This post is just to refresh everyone’s memories and shed some light on the subject for those who might still be confused about the horrific damaging effects of SSM… (the info was directed at the voters of Hawaii– letting them know of the chaos that has been plaguing the country with regards to SSM).

Negative Impacts on Families and Children

Intentionally denying children both a mother and a father elevates the wants of adults over the needs of children. The result of same-sex “marriage” to satisfy the desires of adults means that children no longer have a right to their parents. Instead, same-sex couples have a right to get children. It’s as though children are a commodity to have. “I want to have a car. I want to have a house. I want to have a child.”

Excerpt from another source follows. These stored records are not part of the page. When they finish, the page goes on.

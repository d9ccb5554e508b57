use std::fs;

use artsearch_core::config::Config;
use tempfile::TempDir;

// Runs in its own process, so changing the working directory is safe here.
#[test]
fn load_merges_config_file_over_defaults() {
    let tmp = TempDir::new().expect("tempdir");
    fs::write(
        tmp.path().join("config.toml"),
        "[suggest]\nper_scope_limit = 5\n",
    )
    .expect("write config");

    let original = std::env::current_dir().expect("cwd");
    std::env::set_current_dir(tmp.path()).expect("chdir");
    let config = Config::load().expect("load");
    std::env::set_current_dir(original).expect("restore cwd");

    assert_eq!(config.suggest.per_scope_limit, 5);
    // Untouched sections keep their defaults.
    assert_eq!(config.suggest.min_prefix_len, 2);
    assert_eq!(config.search.max_limit, 100);
}
use crate::types::SuggestionHit;

/// Executes a serialized query against one index of the external search
/// engine. The only I/O seam in the workspace; implementations live at the
/// transport layer and own timeouts and retries.
#[allow(async_fn_in_trait)]
pub trait SuggestionBackend: Send + Sync {
    /// `query` is the compound query document exactly as the engine
    /// expects it; `limit` caps the rows the backend may return.
    async fn run(
        &self,
        index: &str,
        query: &serde_json::Value,
        limit: usize,
    ) -> anyhow::Result<Vec<SuggestionHit>>;
}
use thiserror::Error;

#[derive(Debug, Error)]
pub enum Error {
    #[error("Invalid configuration: {0}")]
    InvalidConfig(String),

    #[error("Search backend failure: {0}")]
    Backend(String),

    #[error("Invalid record: {0}")]
    InvalidRecord(String),
}

pub type Result<T> = std::result::Result<T, Error>;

This tragic attitude is seen in many examples. In a famous interview with Diane Sawyer, Rosie O’Donnell, a T.V. personality and outspoken activist for the normalization of homosexual behavior, was asked by her son, “Mommy, I want to have a daddy.” Rosie answered, “I’m the kind of mommy who wants another mommy.” Thus, Rosie’s son has a need to know his father, and expressed that innate need, but it was overruled by Rosie’s want for a female sexual partner.

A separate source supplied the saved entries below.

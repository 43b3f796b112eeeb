//! Titles, variants and fragments as tracked during one run.

use std::fmt;

use hls::{CodecFamily, SegmentKind, StreamKind};
use serde::{Deserialize, Serialize};
use url::Url;

use crate::metadata::Metadata;

/// Fetch state of a fragment.
///
/// `Pending -> Fetching -> Complete | Failed`, and `Failed -> Pending` while
/// attempts remain. `Complete` is also reachable directly from `Pending` when
/// a file from an earlier run still verifies.
#[derive(Debug, Clone, Copy, Default, PartialEq, Eq, Hash, Serialize, Deserialize)]
#[serde(rename_all = "snake_case")]
pub enum FetchState {
    #[default]
    Pending,
    Fetching,
    Complete,
    Failed,
}

impl FetchState {
    pub fn can_transition_to(self, next: FetchState) -> bool {
        use FetchState::*;
        matches!(
            (self, next),
            (Pending, Fetching)
                | (Pending, Complete)
                | (Fetching, Complete)
                | (Fetching, Failed)
                | (Failed, Pending)
                // verification can still demote a fetched fragment
                | (Complete, Failed)
        )
    }

    pub fn as_str(&self) -> &'static str {
        match self {
            FetchState::Pending => "Pending",
            FetchState::Fetching => "Fetching",
            FetchState::Complete => "Complete",
            FetchState::Failed => "Failed",
        }
    }
}

impl fmt::Display for FetchState {
    fn fmt(&self, f: &mut fmt::Formatter<'_>) -> fmt::Result {
        f.write_str(self.as_str())
    }
}

#[derive(Debug, Clone, PartialEq)]
pub struct Fragment {
    /// Reference as written in the child playlist.
    pub original: String,
    /// Title-root-relative location, `m3u8/<variant>/<file>`.
    pub rewritten: String,
    pub remote: Url,
    pub kind: SegmentKind,
    pub is_init: bool,
    /// Known byte length: announced by the server or recorded by a previous
    /// run that verified the file.
    pub expected_len: Option<u64>,
    state: FetchState,
    attempts: u32,
    last_error: Option<String>,
}

impl Fragment {
    pub fn new(original: String, rewritten: String, remote: Url, is_init: bool) -> Self {
        let kind = SegmentKind::detect(&rewritten, is_init);
        Self {
            original,
            rewritten,
            remote,
            kind,
            is_init,
            expected_len: None,
            state: FetchState::Pending,
            attempts: 0,
            last_error: None,
        }
    }

    pub fn state(&self) -> FetchState {
        self.state
    }

    pub fn attempts(&self) -> u32 {
        self.attempts
    }

    pub fn last_error(&self) -> Option<&str> {
        self.last_error.as_deref()
    }

    /// File name part of the rewritten reference, used in reports.
    pub fn file_name(&self) -> &str {
        self.rewritten
            .rsplit_once('/')
            .map_or(self.rewritten.as_str(), |(_, name)| name)
    }

    fn transition(&mut self, next: FetchState) {
        debug_assert!(
            self.state.can_transition_to(next),
            "invalid fragment transition {} -> {}",
            self.state,
            next
        );
        self.state = next;
    }

    /// `Pending -> Fetching`, counting the attempt.
    pub fn begin_attempt(&mut self) {
        self.transition(FetchState::Fetching);
        self.attempts += 1;
    }

    /// `Fetching -> Complete`.
    pub fn complete(&mut self, declared_len: Option<u64>) {
        self.transition(FetchState::Complete);
        if declared_len.is_some() {
            self.expected_len = declared_len;
        }
        self.last_error = None;
    }

    /// `Fetching -> Failed` or, after verification, `Complete -> Failed`.
    pub fn fail(&mut self, reason: impl Into<String>) {
        self.transition(FetchState::Failed);
        self.last_error = Some(reason.into());
    }

    /// `Failed -> Pending` before another attempt.
    pub fn requeue(&mut self) {
        self.transition(FetchState::Pending);
    }

    /// `Pending -> Complete` for a file kept from an earlier run.
    pub fn reuse(&mut self, len: u64) {
        self.transition(FetchState::Complete);
        self.expected_len = Some(len);
    }
}

/// One child playlist of a title: a variant stream or a rendition.
#[derive(Debug, Clone, PartialEq)]
pub struct Variant {
    /// Name of the directory holding the child, or a descriptive name when excluded.
    pub label: String,
    pub kind: StreamKind,
    pub family: CodecFamily,
    /// Reference as found in the top manifest.
    pub original: String,
    /// Title-root-relative location of the child manifest. `None` for
    /// excluded variants, which are never rewritten.
    pub rewritten: Option<String>,
    pub remote: Option<Url>,
    /// Decided by the classifier, fixed for the run.
    pub included: bool,
    pub fragments: Vec<Fragment>,
    /// Why the child manifest could not be used, if it could not.
    pub problem: Option<String>,
}

impl Variant {
    pub fn is_fetchable(&self) -> bool {
        self.included && self.problem.is_none()
    }
}

#[derive(Debug, Clone, PartialEq)]
pub struct Title {
    pub id: String,
    pub metadata: Metadata,
    pub variants: Vec<Variant>,
}

impl Title {
    pub fn included_mut(&mut self) -> impl Iterator<Item = &mut Variant> {
        self.variants.iter_mut().filter(|v| v.included)
    }
}

/// Title ids become directory names, so they must be a single plain path segment.
pub fn validate_title_id(id: &str) -> Result<(), String> {
    let trimmed = id.trim();
    if trimmed.is_empty() {
        return Err("title id is empty".to_string());
    }
    if trimmed != id {
        return Err(format!("title id `{id}` has surrounding whitespace"));
    }
    if id == "." || id == ".." || id.contains(['/', '\\', '\0']) {
        return Err(format!("title id `{id}` is not a plain directory name"));
    }
    Ok(())
}

#[cfg(test)]
mod tests {
    use super::*;

    fn fragment() -> Fragment {
        Fragment::new(
            "video1.m4s".into(),
            "m3u8/720p/video1.m4s".into(),
            Url::parse("https://cdn.example.com/720p/video1.m4s").unwrap(),
            false,
        )
    }

    #[test]
    fn test_state_machine_happy_path() {
        let mut f = fragment();
        assert_eq!(f.state(), FetchState::Pending);
        assert_eq!(f.kind, SegmentKind::Fmp4Media);
        f.begin_attempt();
        assert_eq!(f.state(), FetchState::Fetching);
        f.complete(Some(2048));
        assert_eq!(f.state(), FetchState::Complete);
        assert_eq!(f.expected_len, Some(2048));
        assert_eq!(f.attempts(), 1);
    }

    #[test]
    fn test_state_machine_retry_path() {
        let mut f = fragment();
        f.begin_attempt();
        f.fail("HTTP 500");
        assert_eq!(f.state(), FetchState::Failed);
        assert_eq!(f.last_error(), Some("HTTP 500"));
        f.requeue();
        f.begin_attempt();
        f.complete(None);
        assert_eq!(f.attempts(), 2);
        assert_eq!(f.last_error(), None);
        assert_eq!(f.expected_len, None);
    }

    #[test]
    fn test_transition_table() {
        use FetchState::*;
        assert!(Pending.can_transition_to(Fetching));
        assert!(Failed.can_transition_to(Pending));
        assert!(!Pending.can_transition_to(Failed));
        assert!(!Complete.can_transition_to(Pending));
        assert!(!Failed.can_transition_to(Complete));
    }

    #[test]
    fn test_file_name() {
        assert_eq!(fragment().file_name(), "video1.m4s");
    }

    #[test]
    fn test_validate_title_id() {
        assert!(validate_title_id("12345").is_ok());
        assert!(validate_title_id("abc-def_1").is_ok());
        assert!(validate_title_id("").is_err());
        assert!(validate_title_id("..").is_err());
        assert!(validate_title_id("a/b").is_err());
        assert!(validate_title_id(" 1").is_err());
    }
}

This can also be seen in the parenting literature produced by those who support same-sex parenting. In The Lesbian and Gay Parenting Handbook, same-sex partners who are attempting to raise children are told that “[s]ome children do express an intense longing for the other biological parent, talking about it frequently and emotionally …” Thus, the innate need of children for both a mother and a father is acknowledged and something about which same-sex couples are warned. This is also seen in In For Lesbian Parents: Your Guide to Helping your Family Grow Up Happy, Healthy, and Proud. In this book, mothers who prefer their own homosexual behavior over the needs of their children are encouraged to deal with their daughters in this fashion: “If it’s hard sometimes not having a father. Let her know that you understand that sometimes it is hard.”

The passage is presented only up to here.